Task statement: Your answer is a copy of every line in the records where "async" appears.

Data for processing:
◆ ◆ ◆
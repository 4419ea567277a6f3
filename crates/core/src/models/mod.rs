//! # 数据模型
//!
//! 任务路由系统的核心数据结构：任务、工作项、执行结果、Worker指标快照、
//! 路由器指标以及路由策略。所有模型都实现了序列化，可直接用于HTTP接口。
//!
//! ## 生命周期
//!
//! ```text
//! Task ──提交──▶ Dispatcher ──投影──▶ WorkItem ×N ──▶ Worker
//!                    ▲                                   │
//!                    └────────── TaskResult ◀────────────┘
//! ```
//!
//! 单Worker模式下每个任务对应一个 `WorkItem`，广播模式下对应池中每个Worker一个。

pub mod metrics;
pub mod routing;
pub mod task;
pub mod worker;

pub use metrics::*;
pub use routing::*;
pub use task::*;
pub use worker::*;
use axum::Json;
use serde_json::{json, Value};

pub async fn health_check() -> Json<Value> {
    Json(json!({
        "status": "ok",
        "timestamp": chrono::Utc::now().to_rfc3339(),
        "service": "task-router",
        "version": env!("CARGO_PKG_VERSION")
    }))
}
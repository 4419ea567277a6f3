use std::sync::Arc;

use router_config::models::WorkerConfig;
use router_core::{WorkItem, WorkerCommand, WorkerEvent, WorkerEventSender, WorkerHandle};
use tokio::sync::{mpsc, Semaphore};
use tokio::task::JoinSet;
use tracing::{debug, info, warn};

use crate::task_execution::{simulate, SimulationProfile, WorkerStats};

/// 模拟Worker
///
/// 每个工作项在独立任务中执行，并发数受 `max_concurrent_tasks` 限制，超出的工作项排队等待。
/// 收到 `Stop` 或命令通道关闭后中止所有在途工作项。
pub struct SimulatedWorker {
    worker_id: String,
    profile: SimulationProfile,
    stats: Arc<WorkerStats>,
    permits: Arc<Semaphore>,
    events: WorkerEventSender,
}

impl SimulatedWorker {
    pub fn new(worker_id: &str, config: &WorkerConfig, events: WorkerEventSender) -> Self {
        Self {
            worker_id: worker_id.to_string(),
            profile: SimulationProfile::from_config(config),
            stats: Arc::new(WorkerStats::new()),
            permits: Arc::new(Semaphore::new(config.max_concurrent_tasks.max(1))),
            events,
        }
    }

    pub fn stats(&self) -> Arc<WorkerStats> {
        Arc::clone(&self.stats)
    }

    /// 启动Worker循环，返回交给分发器的句柄
    pub fn spawn(self) -> WorkerHandle {
        let (tx, rx) = mpsc::unbounded_channel();
        let handle = WorkerHandle::new(self.worker_id.clone(), tx);
        tokio::spawn(self.run(rx));
        handle
    }

    async fn run(self, mut commands: mpsc::UnboundedReceiver<WorkerCommand>) {
        let mut in_flight = JoinSet::new();
        info!(worker_id = %self.worker_id, "模拟Worker启动");

        loop {
            tokio::select! {
                command = commands.recv() => match command {
                    Some(WorkerCommand::Dispatch(item)) => self.start(&mut in_flight, item),
                    Some(WorkerCommand::RequestMetrics(reply)) => {
                        let available = self.permits.available_permits() > 0;
                        let _ = reply.send(self.stats.snapshot(&self.worker_id, available));
                    }
                    Some(WorkerCommand::Stop) | None => break,
                },
                Some(joined) = in_flight.join_next(), if !in_flight.is_empty() => {
                    if let Err(e) = joined {
                        if e.is_panic() {
                            warn!(worker_id = %self.worker_id, "模拟任务异常退出: {}", e);
                        }
                    }
                }
            }
        }

        let aborted = abort_in_flight(&mut in_flight, &self.stats).await;
        info!(
            worker_id = %self.worker_id,
            aborted,
            processed = self.stats.tasks_processed(),
            "模拟Worker停止"
        );
    }

    fn start(&self, in_flight: &mut JoinSet<()>, item: WorkItem) {
        self.stats.task_accepted();
        debug!(worker_id = %self.worker_id, task_id = %item.task_id, "接收工作项");

        let worker_id = self.worker_id.clone();
        let profile = self.profile.clone();
        let stats = Arc::clone(&self.stats);
        let permits = Arc::clone(&self.permits);
        let events = self.events.clone();

        in_flight.spawn(async move {
            let Ok(_permit) = permits.acquire_owned().await else {
                stats.task_aborted();
                return;
            };
            let result = simulate(&worker_id, &item, &profile).await;
            stats.task_finished(result.processing_time_ms);
            let _ = events.send(WorkerEvent::Completed {
                task_id: item.task_id,
                worker_id,
                result,
            });
        });
    }
}

/// 中止所有在途工作项，只为真正被取消的工作项释放负载
///
/// 已执行完但尚未被回收的任务在 `task_finished` 中释放过负载，不再重复计数。
async fn abort_in_flight(in_flight: &mut JoinSet<()>, stats: &WorkerStats) -> usize {
    in_flight.abort_all();
    let mut aborted = 0;
    while let Some(joined) = in_flight.join_next().await {
        match joined {
            Err(e) if e.is_cancelled() => {
                stats.task_aborted();
                aborted += 1;
            }
            Err(e) => warn!("模拟任务异常退出: {}", e),
            Ok(()) => {}
        }
    }
    aborted
}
◆ ◆ ◆
Written reply:
pub async fn health_check() -> Json<Value> {
    async fn run(self, mut commands: mpsc::UnboundedReceiver<WorkerCommand>) {
        in_flight.spawn(async move {
async fn abort_in_flight(in_flight: &mut JoinSet<()>, stats: &WorkerStats) -> usize {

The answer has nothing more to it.